FORHIST, Forhist
Non si conosce molto di Vindsval. Come insegna la saga di Varg Vikernes, nell’ambiente black metal spesso il personaggio ottiene molta più visibilità del musicista, ma al leader dei Blut Aus Nord di bruciare chiese, accoltellare gente e canticchiare improbabili hit anni Ottanta su Youtube non importa proprio un cazzo. Sappiamo che ha composto Ultima Thulée nel 1995, all’età di sedici anni, e tanto basta. Io quel disco l’ho scoperto nel 2007, quando i Blut Aus Nord erano ancora poco noti in Italia, ed è tutt’ora uno dei miei album black metal preferiti.
A più di venticinque anni di distanza Vindsval mette per un attimo da parte il lungo percorso evolutivo del suo progetto principale per compiere un solitario “ritorno alle origini” con “Forhist”, operazione di pura nostalgia con cui rende omaggio alle proprie radici musicali, ossia la scena black metal degli anni Novanta.

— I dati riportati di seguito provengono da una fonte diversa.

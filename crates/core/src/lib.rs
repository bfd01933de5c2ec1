//! Shared primitives for all Rust crates in the doc-host service.

#![forbid(unsafe_code)]

use thiserror::Error;

/// Result type used across doc-host crates.
pub type AppResult<T> = Result<T, AppError>;

/// A validated non-empty UTF-8 string.
#[derive(Debug, Clone, PartialEq, Eq, Hash)]
pub struct NonEmptyString(String);

impl NonEmptyString {
    /// Creates a validated non-empty string.
    pub fn new(value: impl Into<String>) -> AppResult<Self> {
        let value = value.into();
        if value.trim().is_empty() {
            return Err(AppError::Validation(
                "value must not be empty or whitespace".to_owned(),
            ));
        }

        Ok(Self(value))
    }

    /// Returns the underlying string slice.
    #[must_use]
    pub fn as_str(&self) -> &str {
        self.0.as_str()
    }
}

impl From<NonEmptyString> for String {
    fn from(value: NonEmptyString) -> Self {
        value.0
    }
}

/// Common application error categories.
#[derive(Debug, Error)]
pub enum AppError {
    /// Invalid or missing input.
    #[error("{0}")]
    Validation(String),

    /// Caller presented credentials that did not match.
    #[error("{0}")]
    Unauthorized(String),

    /// Request body exceeded the configured size limit.
    #[error("{0}")]
    PayloadTooLarge(String),

    /// Storage or other unexpected failure.
    #[error("internal error: {0}")]
    Internal(String),
}

impl From<std::io::Error> for AppError {
    fn from(value: std::io::Error) -> Self {
        Self::Internal(format!("storage i/o failure: {value}"))
    }
}
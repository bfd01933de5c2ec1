/// Recognized fields of the `/submit` form.
///
/// Every field defaults to an empty string; values are taken verbatim with
/// no validation, escaping or length limit.
#[derive(Debug, Clone, Default, PartialEq, Eq)]
pub struct SubmissionFields {
    /// Document title.
    pub title: String,
    /// Free-form description.
    pub desc: String,
    /// Tag string as typed by the client.
    pub tags: String,
}

impl SubmissionFields {
    /// Collects the recognized fields from decoded form pairs.
    ///
    /// The first value of a repeated field wins. Unknown names are ignored
    /// and a field that never appears stays empty.
    pub fn from_pairs<'a>(pairs: impl IntoIterator<Item = (&'a str, &'a str)>) -> Self {
        let (mut title, mut desc, mut tags) = (None, None, None);

        for (name, value) in pairs {
            let slot = match name {
                "title" => &mut title,
                "desc" => &mut desc,
                "tags" => &mut tags,
                _ => continue,
            };
            slot.get_or_insert_with(|| value.to_owned());
        }

        Self {
            title: title.unwrap_or_default(),
            desc: desc.unwrap_or_default(),
            tags: tags.unwrap_or_default(),
        }
    }
}

#[cfg(test)]
mod tests {
    use super::SubmissionFields;

    #[test]
    fn absent_fields_default_to_empty_strings() {
        let fields = SubmissionFields::from_pairs([("title", "Quarterly")]);

        assert_eq!(fields.title, "Quarterly");
        assert_eq!(fields.desc, "");
        assert_eq!(fields.tags, "");
    }

    #[test]
    fn first_value_of_a_repeated_field_wins() {
        let fields = SubmissionFields::from_pairs([
            ("title", "first"),
            ("title", "second"),
            ("desc", "kept"),
            ("tags", "x"),
        ]);

        assert_eq!(
            fields,
            SubmissionFields {
                title: "first".to_owned(),
                desc: "kept".to_owned(),
                tags: "x".to_owned(),
            }
        );
    }

    #[test]
    fn unknown_fields_are_ignored_and_empty_values_kept() {
        let fields = SubmissionFields::from_pairs([("extra", "dropped"), ("tags", ""), ("tags", "late")]);

        assert_eq!(fields.tags, "");
        assert_eq!(fields.title, "");
    }
}
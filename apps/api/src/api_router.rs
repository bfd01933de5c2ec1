use axum::Router;
use axum::extract::DefaultBodyLimit;
use axum::routing::{get, post};
use tower_http::trace::TraceLayer;

use crate::handlers;
use crate::state::AppState;

pub fn build_router(app_state: AppState, max_upload_bytes: usize) -> Router {
    Router::new()
        .route("/", get(handlers::index::index_handler))
        .route("/health", get(handlers::health::health_handler))
        .route("/upload", post(handlers::upload::upload_handler))
        .route("/submit", post(handlers::submit::submit_handler))
        .route("/login", post(handlers::login::login_handler))
        .layer(DefaultBodyLimit::max(max_upload_bytes))
        .layer(TraceLayer::new_for_http())
        .with_state(app_state)
}
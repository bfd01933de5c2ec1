use std::sync::Arc;

use dochost_application::{
    EventLogRepository, EventLogService, LoginService, SubmissionService, UploadService,
    UploadStore,
};
use dochost_domain::Credential;

/// Shared application state.
#[derive(Clone)]
pub struct AppState {
    pub upload_service: UploadService,
    pub submission_service: SubmissionService,
    pub login_service: LoginService,
    pub trust_forwarded_for: bool,
}

impl AppState {
    /// Wires the services onto one event log and upload store.
    pub fn new(
        credential: Credential,
        event_log_repository: Arc<dyn EventLogRepository>,
        upload_store: Arc<dyn UploadStore>,
        trust_forwarded_for: bool,
    ) -> Self {
        let event_log = EventLogService::new(event_log_repository);

        Self {
            upload_service: UploadService::new(upload_store, event_log.clone()),
            submission_service: SubmissionService::new(event_log.clone()),
            login_service: LoginService::new(credential, event_log),
            trust_forwarded_for,
        }
    }
}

“Forhist” è un ottimo sottofondo per una passeggiata nei boschi dopo una giornata storta, quando si avverte il bisogno di un po’ di pace in mezzo alla natura senza altra gente attorno. Con queste otto tracce numerate (senza titolo, perché i titoli non sono trve) in cuffia e un po’ di immaginazione, i quattro alberi sopravvissuti alle speculazioni edilizie tra un Conad e un’area di sgambamento per cani potrebbero tranquillamente passare per le foreste dello Jotunheimen.
La prima cosa che colpisce di questo lavoro è che siamo a mille miglia dalle allucinazioni sonore dei Blut Aus Nord: il Vindsval di Forhist tronca sul nascere ogni possibile divagazione e ci fa capire che l’unica strada percorribile è quella tracciata dalle chitarre glaciali e dai blast-beat. Eppure l’appassionato di musica estrema coglierà ben presto i diversi elementi che rendono questo lavoro tutt’altro che ortodosso. Accanto alle primordiali sfuriate alla Darktrhone trovano infatti spazio anche passaggi più maestosi conditi da synth che strizzano l’occhio ad Emperor e primi Arcturus, e non mancano nemmeno accenni al più moderno black metal in salsa atmosferica propugnato da Wolves In The Throne Room e Deathspell Omega.
I pezzi sono privi di un’identità ben definita e si susseguono in modo fluido, al punto che distinguerli singolarmente diventa difficile: tutto si confonde in un’unica narrazione dove trovano spazio i vari dialetti del black metal. Coloro che hanno imparato ad amare questo genere in tutte le sue forme rimarranno senza dubbio affascinati dalla quantità di riferimenti e, perché no, anche dai cliché del genere qui proposti senza vergogna. Lo scopo del disco è dunque raggiunto in pieno. È pur vero che una volta terminata la passeggiata tra gli alberi e sbucati nel piazzale del Conad l’illusione finisce: in testa rimarrà solo il desiderio di andarsi a riascoltare Bergtatt, Nemesis Divina o proprio quell’Ultima Thulée da cui erano partiti i Blut Aus Nord, mentre di Forhist rimarrà impresso ben poco.